** ACTION ITEM **
Where the string "healthcheck" shows up in a line of the records, copy that line.

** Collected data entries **
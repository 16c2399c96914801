//! Expert system prompts for SDXL and Z-Image-Turbo prompt engineering.

use crate::TargetArchitecture;

pub const SDXL_SYSTEM_PROMPT: &str = "\
You are an expert Stable Diffusion XL (SDXL) prompt engineer. Your job is to transform the user's idea into a high-quality SDXL image generation prompt.

## Prompt Structure
Always follow this order: Subject → Environment → Lighting → Details → Style

## Rules
- Write in natural language with light emphasis weighting using (word:1.1) to (word:1.4) syntax. NEVER exceed 1.5.
- Do NOT spam quality tags like \"masterpiece, best quality, 4k, 8k, ultra detailed\". These dilute the actual prompt content.
- Aim for 40-70 tokens. SDXL has a 77-token CLIP limit per chunk — stay concise and impactful.
- Use photographic terms when appropriate: camera model, lens type, focal length, aperture, film stock.
- Be specific and vivid. Replace vague words with concrete descriptions.
- Include artistic style references (artist names, art movements, media types) when they serve the concept.

## Negative Prompt
Generate a focused negative prompt of 15-30 tokens targeting real artifacts to avoid (e.g., blurry, deformed hands, extra fingers, watermark, text). Do NOT pad with generic quality negatives.

## Output Format
You MUST output in exactly this format:
POSITIVE: <your enhanced positive prompt here>
NEGATIVE: <your focused negative prompt here>
";

pub const ZIT_SYSTEM_PROMPT: &str = "\
You are an expert Z-Image-Turbo (ZIT) prompt engineer. Your job is to transform the user's idea into a high-quality Z-Image-Turbo image generation prompt.

## Critical Differences from Other Models
Z-Image-Turbo uses a COMPLETELY different architecture. You must follow these rules strictly:

## Prompt Structure (4-6 Layers)
Follow this strict hierarchy:
1. Subject & Action — who/what is doing what
2. Environment — where, surrounding context
3. Style — artistic style, medium, aesthetic
4. Lighting — light sources, quality, direction
5. Composition — camera angle, framing, depth
6. Constraints — what to exclude (anti-hallucination)

## Rules
- Use PURE natural language ONLY. No weight syntax, no tags, no brackets, no parentheses for emphasis.
- NEVER use quality tags (\"masterpiece\", \"best quality\", \"4k\", \"8k\"). These actively cause hallucination artifacts in ZIT.
- Emphasize prepositions — they control spatial relationships in ZIT. Words like \"beneath\", \"towering above\", \"nestled between\", \"reflected in\" are powerful.
- Target 80-250 words. Sweet spot is 120-180 words. Focus on 3-5 key concepts maximum.
- End every prompt with anti-hallucination language: \"no text, no watermarks, no logos, no signatures, no borders, no frames\"
- For human subjects, include safety/modesty language appropriate to the scene.
- Write as flowing, descriptive prose — like a detailed scene description in a novel.

## Negative Prompt
Do NOT generate a negative prompt. Z-Image-Turbo uses guidance_scale=0.0, so negative prompts are completely ignored.

## Output Format
You MUST output in exactly this format:
POSITIVE: <your enhanced positive prompt here>
NEGATIVE:
";

pub const ITERATION_ADDENDUM: &str = "

## Iteration Mode
The user is refining an EXISTING prompt. You will receive:
1. The previous prompt that was already generated
2. The user's requested changes

Your job is to:
- PRESERVE the good elements from the previous prompt — do not regenerate from scratch
- Apply the user's requested changes precisely
- Maintain the same overall style and structure
- Only modify what the user explicitly asks to change
- If the user asks to \"add\" something, integrate it naturally into the existing prompt
- If the user asks to \"remove\" something, take it out cleanly without leaving gaps
";

/// Expert prompt for `target` without the iteration addendum.
pub fn base_prompt(target: TargetArchitecture) -> &'static str
{   match target
    {   TargetArchitecture::Sdxl => SDXL_SYSTEM_PROMPT
      , TargetArchitecture::ZImageTurbo => ZIT_SYSTEM_PROMPT
    }
}

/// Assemble the complete system prompt for `target`, appending the
/// iteration addendum when refining an existing prompt.
pub fn build_system_prompt(
  target: TargetArchitecture
, is_iteration: bool
) -> String
{   let base = base_prompt(target);
    if !is_iteration
    {   return base.to_string();
    }
    let mut prompt = String::with_capacity(
      base.len() + ITERATION_ADDENDUM.len()
    );
    prompt.push_str(base);
    prompt.push_str(ITERATION_ADDENDUM);
    prompt
}

#[cfg(test)]
mod tests
{   use super::*;

    #[test]
    fn test_addendum_only_when_iterating()
    {   for target in [
          TargetArchitecture::Sdxl
        , TargetArchitecture::ZImageTurbo
        ]
        {   let fresh = build_system_prompt(target, false);
            let iter = build_system_prompt(target, true);
            assert!(!fresh.contains("## Iteration Mode"));
            assert!(iter.ends_with(ITERATION_ADDENDUM));
            assert!(iter.starts_with(base_prompt(target)));
        }
    }

    #[test]
    fn test_assembly_is_repeatable()
    {   assert_eq!(
          build_system_prompt(TargetArchitecture::Sdxl, true),
          build_system_prompt(TargetArchitecture::Sdxl, true)
        );
    }

    #[test]
    fn test_both_templates_mandate_markers()
    {   for prompt in [SDXL_SYSTEM_PROMPT, ZIT_SYSTEM_PROMPT]
        {   assert!(prompt.contains("POSITIVE:"));
            assert!(prompt.contains("NEGATIVE:"));
        }
    }

    #[test]
    fn test_sdxl_bounds_weighting()
    {   assert!(SDXL_SYSTEM_PROMPT.contains("(word:1.1) to (word:1.4)"));
        assert!(SDXL_SYSTEM_PROMPT.contains("NEVER exceed 1.5"));
        assert!(SDXL_SYSTEM_PROMPT.contains("15-30 tokens"));
    }

    #[test]
    fn test_templates_keep_reference_wording()
    {   assert!(SDXL_SYSTEM_PROMPT.contains(
          "Always follow this order: Subject → Environment → Lighting → Details → Style"
        ));
        assert!(SDXL_SYSTEM_PROMPT.contains(
          "These dilute the actual prompt content."
        ));
        assert!(ZIT_SYSTEM_PROMPT.contains("## Prompt Structure (4-6 Layers)"));
        assert!(ZIT_SYSTEM_PROMPT.contains(
          "so negative prompts are completely ignored."
        ));
        assert!(ITERATION_ADDENDUM.starts_with("\n\n## Iteration Mode\n"));
    }

    #[test]
    fn test_zit_forbids_negative_and_weighting()
    {   assert!(ZIT_SYSTEM_PROMPT.contains("Do NOT generate a negative prompt"));
        assert!(ZIT_SYSTEM_PROMPT.contains("No weight syntax"));
        assert!(ZIT_SYSTEM_PROMPT.contains(
          "no text, no watermarks, no logos, no signatures, no borders, no frames"
        ));
        assert!(ZIT_SYSTEM_PROMPT.ends_with("NEGATIVE:\n"));
    }
}
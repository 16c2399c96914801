//! Error taxonomy for prompt enhancement.
//!
//! The `Display` text of every variant is operator-facing: it is what
//! ends up after `ERROR: ` in the positive prompt slot. None of them
//! carries the API key.

use thiserror::Error;

/// Longest body excerpt quoted in an error message, in characters.
pub const BODY_EXCERPT_CHARS: usize = 300;

#[derive(Debug, Clone, PartialEq, Eq, Error)]
pub enum Error
{   /// User input was empty or whitespace
    #[error("Please enter a prompt idea or iteration instructions.")]
    EmptyInput
  , /// API key was empty or whitespace
    #[error(
      "OpenRouter API key is required. \
       Get your key at https://openrouter.ai/keys"
    )]
    MissingApiKey
  , /// Request exceeded the client timeout
    #[error(
      "OpenRouter request timed out after {secs}s. \
       The LLM may be overloaded. Try again."
    )]
    Timeout { secs: u64 }
  , /// Endpoint could not be reached
    #[error(
      "Could not connect to OpenRouter. \
       Check your internet connection."
    )]
    Connection
  , /// Any other network-layer failure
    #[error("Network error calling OpenRouter: {0}")]
    Transport(String)
  , /// HTTP 401
    #[error(
      "OpenRouter API key is invalid or missing. \
       Get your key at https://openrouter.ai/keys"
    )]
    InvalidApiKey
  , /// HTTP 402
    #[error(
      "OpenRouter account has insufficient credits. \
       Add credits at https://openrouter.ai/credits"
    )]
    InsufficientCredits
  , /// HTTP 429
    #[error(
      "OpenRouter rate limit exceeded. \
       Wait a moment and try again."
    )]
    RateLimited
  , /// Any other non-200 status
    #[error("OpenRouter returned HTTP {status}: {body}")]
    Upstream { status: u16, body: String }
  , /// 200 response without `choices[0].message.content`
    #[error("Unexpected response format from OpenRouter: {0}")]
    MalformedResponse(String)
  , /// Target label not recognised
    #[error(
      "Unknown target model: {0:?} (expected SDXL or Z-Image-Turbo)"
    )]
    UnknownTarget(String)
}

impl Error
{   /// Build an `Upstream` error, truncating the body excerpt.
    pub fn upstream(status: u16, body: &str) -> Self
    {   Error::Upstream
        {   status
          , body: excerpt(body)
        }
    }

    /// Build a `MalformedResponse` error, truncating the body excerpt.
    pub fn malformed(body: &str) -> Self
    {   Error::MalformedResponse(excerpt(body))
    }

    /// True for failures detected before any network call.
    pub fn is_validation(&self) -> bool
    {   matches!(self, Error::EmptyInput | Error::MissingApiKey)
    }

    /// HTTP status behind an upstream-classified error.
    pub fn status(&self) -> Option<u16>
    {   match self
        {   Error::InvalidApiKey => Some(401)
          , Error::InsufficientCredits => Some(402)
          , Error::RateLimited => Some(429)
          , Error::Upstream { status, .. } => Some(*status)
          , _ => None
        }
    }
}

/// First `BODY_EXCERPT_CHARS` characters of `text`.
pub fn excerpt(text: &str) -> String
{   text.chars().take(BODY_EXCERPT_CHARS).collect()
}
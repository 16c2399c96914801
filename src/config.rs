//! Configuration for the completion client

use serde::{Deserialize, Serialize};
use std::time::Duration;

/// OpenRouter API base.
pub const OPENROUTER_API_BASE: &str = "https://openrouter.ai/api/v1";

/// Request timeout in seconds.
pub const TIMEOUT_SECONDS: u64 = 60;

/// Response length cap sent as `max_tokens`.
pub const MAX_TOKENS: usize = 1024;

/// Completion client configuration
#[derive(Debug, Clone, PartialEq, Eq, Serialize, Deserialize)]
pub struct ClientConfig
{   /// API base URL, `/chat/completions` is appended
    pub api_base: String
  , /// Request timeout in seconds
    pub timeout_secs: u64
  , /// Max tokens the model may generate
    pub max_tokens: usize
}

impl ClientConfig
{   /// Default configuration pointed at another base URL.
    pub fn with_api_base(api_base: impl Into<String>) -> Self
    {   ClientConfig
        {   api_base: api_base.into()
          , ..ClientConfig::default()
        }
    }

    /// Full chat-completions endpoint.
    pub fn endpoint(&self) -> String
    {   format!(
          "{}/chat/completions",
          self.api_base.trim_end_matches('/')
        )
    }

    pub fn timeout(&self) -> Duration
    {   Duration::from_secs(self.timeout_secs)
    }
}

impl Default for ClientConfig
{   fn default() -> Self
    {   ClientConfig
        {   api_base: OPENROUTER_API_BASE.to_string()
          , timeout_secs: TIMEOUT_SECONDS
          , max_tokens: MAX_TOKENS
        }
    }
}
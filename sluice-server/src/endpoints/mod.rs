//! Web server endpoints.
//!
//! Sluice exposes two groups of routes: the publish surface of the local message bus under
//! `/api/topics/` and the health checks under `/api/relay/`.

use axum::Router;
use axum::extract::DefaultBodyLimit;
use axum::routing::{get, post};
use sluice_config::Config;

use crate::service::ServiceState;

mod common;
mod health_check;
mod publish;

pub use self::common::ApiErrorResponse;

/// Builds the router with all endpoints.
pub fn routes(config: &Config) -> Router<ServiceState> {
    Router::new()
        .route("/api/relay/healthcheck/{kind}/", get(health_check::handle))
        .route("/api/topics/{*topic}", post(publish::handle))
        .layer(DefaultBodyLimit::max(config.max_api_payload_size()))
}
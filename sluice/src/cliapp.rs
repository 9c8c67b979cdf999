//! This module implements the definition of the command line app.

use std::net::SocketAddr;
use std::path::PathBuf;

use clap::{Arg, ArgAction, Command, value_parser};

pub const VERSION: &str = env!("CARGO_PKG_VERSION");
pub const ABOUT: &str = "Sluice buffers metrics of edge devices and forwards them in batches.";

pub fn make_app() -> Command {
    Command::new("sluice")
        .disable_help_subcommand(true)
        .subcommand_required(true)
        .arg_required_else_help(true)
        .propagate_version(true)
        .max_term_width(79)
        .version(VERSION)
        .about(ABOUT)
        .arg(
            Arg::new("config")
                .value_name("CONFIG")
                .long("config")
                .short('c')
                .global(true)
                .value_parser(value_parser!(PathBuf))
                .help("The path to the config folder."),
        )
        .subcommand(
            Command::new("run")
                .about("Run sluice")
                .after_help(
                    "This runs sluice in the foreground until it's shut down. It will bind \
                     to the port and network interface configured in the config file.",
                )
                .arg(
                    Arg::new("host")
                        .long("host")
                        .short('H')
                        .value_name("HOST")
                        .help("The host address to bind to."),
                )
                .arg(
                    Arg::new("port")
                        .long("port")
                        .short('P')
                        .value_name("PORT")
                        .help("The port to bind to."),
                )
                .arg(
                    Arg::new("interval")
                        .long("interval")
                        .value_name("SECONDS")
                        .help("Seconds between two flushes. Zero ships every metric right away."),
                )
                .arg(
                    Arg::new("max_metrics")
                        .long("max-metrics")
                        .value_name("COUNT")
                        .help("The number of buffered metrics before old metrics are replaced."),
                )
                .arg(
                    Arg::new("endpoint")
                        .long("endpoint")
                        .value_name("URL")
                        .help("The URL of the remote metrics ingestion service."),
                )
                .arg(
                    Arg::new("core_name")
                        .long("core-name")
                        .value_name("NAME")
                        .help("The value of the coreName dimension added to every metric."),
                ),
        )
        .subcommand(
            Command::new("config")
                .about("Manage the sluice config")
                .after_help(
                    "This command provides basic config management. It can be \
                     used primarily to initialize a new sluice config and to \
                     print out the current config.",
                )
                .subcommand_required(true)
                .subcommand(
                    Command::new("init")
                        .about("Initialize a new sluice config")
                        .after_help(
                            "This creates a minimal config file in the config folder. \
                             The command fails if a config already exists.",
                        ),
                )
                .subcommand(
                    Command::new("show")
                        .about("Show the entire config out for debugging purposes")
                        .after_help(
                            "This dumps out the entire config including the values \
                             which are not in the config file but filled in from \
                             defaults. The default output format is YAML but \
                             a debug format can also be specified which is useful \
                             to understand how sluice interprets the individual \
                             values.",
                        )
                        .arg(
                            Arg::new("format")
                                .short('f')
                                .long("format")
                                .value_parser(["debug", "yaml"])
                                .default_value("yaml")
                                .help("The output format"),
                        ),
                ),
        )
        .subcommand(
            Command::new("healthcheck")
                .about("Check the health of a running sluice instance")
                .after_help(
                    "This queries the health check endpoint of a running sluice \
                     and exits with a non-zero code if it is unhealthy.",
                )
                .arg(
                    Arg::new("mode")
                        .long("mode")
                        .short('m')
                        .value_parser(["live", "ready"])
                        .default_value("ready")
                        .help("The kind of health check to run."),
                )
                .arg(
                    Arg::new("timeout")
                        .long("timeout")
                        .value_parser(value_parser!(u64))
                        .default_value("2")
                        .help("Seconds to wait for the response."),
                )
                .arg(
                    Arg::new("addr")
                        .long("addr")
                        .value_parser(value_parser!(SocketAddr))
                        .help("The address to check, defaults to the listen address of the config."),
                )
                .arg(
                    Arg::new("verbose")
                        .long("verbose")
                        .short('v')
                        .action(ArgAction::SetTrue)
                        .help("Print the result of the health check."),
                ),
        )
}

#[cfg(test)]
mod tests {
    use super::*;

    #[test]
    fn test_app_definition() {
        make_app().debug_assert();
    }

    #[test]
    fn test_run_arguments() {
        let matches = make_app()
            .try_get_matches_from(["sluice", "-c", "/etc/sluice", "run", "--interval", "5"])
            .unwrap();

        assert_eq!(
            matches.get_one::<PathBuf>("config"),
            Some(&PathBuf::from("/etc/sluice"))
        );
        let (name, run) = matches.subcommand().unwrap();
        assert_eq!(name, "run");
        assert_eq!(run.get_one::<String>("interval").map(String::as_str), Some("5"));
        assert!(run.get_one::<String>("port").is_none());
    }

    #[test]
    fn test_rejects_unknown_health_mode() {
        let result = make_app().try_get_matches_from(["sluice", "healthcheck", "--mode", "dead"]);
        assert!(result.is_err());
    }
}
/// Returns the flush budget for a flush triggered by a submission.
///
/// A long queue usually means the remote service has been unreachable for a while. Submissions
/// then only drain a small share of the queue and leave the rest to the flush timer, which always
/// uses [`DEFAULT_MAX_BATCHES_TO_UPLOAD`].
fn submission_flush_budget(queue_len: usize) -> usize {
    if queue_len > DIAL_DOWN_QUEUE_SIZE {
        DIAL_DOWN_MAX_BATCHES
    } else {
        DEFAULT_MAX_BATCHES_TO_UPLOAD
    }
}

/// Parameters of a [`BatchPublisher`].
#[derive(Clone, Debug)]
pub struct PublisherConfig {
    /// Time between two timer-driven flushes.
    ///
    /// When zero, there is no timer and every appended metric triggers a flush.
    pub flush_interval: Duration,

    /// Time after which a remote call is abandoned and its batch requeued.
    ///
    /// When zero, remote calls are not bounded.
    pub request_timeout: Duration,
}

impl Default for PublisherConfig {
    fn default() -> Self {
        Self {
            flush_interval: Duration::from_secs(20),
            request_timeout: Duration::from_secs(10),
        }
    }
}

/// Counts what happened during a single [`BatchPublisher::flush`].
#[derive(Clone, Copy, Debug, Default, PartialEq, Eq)]
pub struct FlushStats {
    /// The number of remote calls made.
    pub batches: usize,
    /// Metrics accepted by the remote service.
    pub sent: usize,
    /// Metrics put back into the queue after a transient failure.
    pub requeued: usize,
    /// Metrics dropped after a permanent failure.
    pub dropped: usize,
}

** YOUR RESPONSE **
        .route("/api/relay/healthcheck/{kind}/", get(health_check::handle))
            Command::new("healthcheck")
        let result = make_app().try_get_matches_from(["sluice", "healthcheck", "--mode", "dead"]);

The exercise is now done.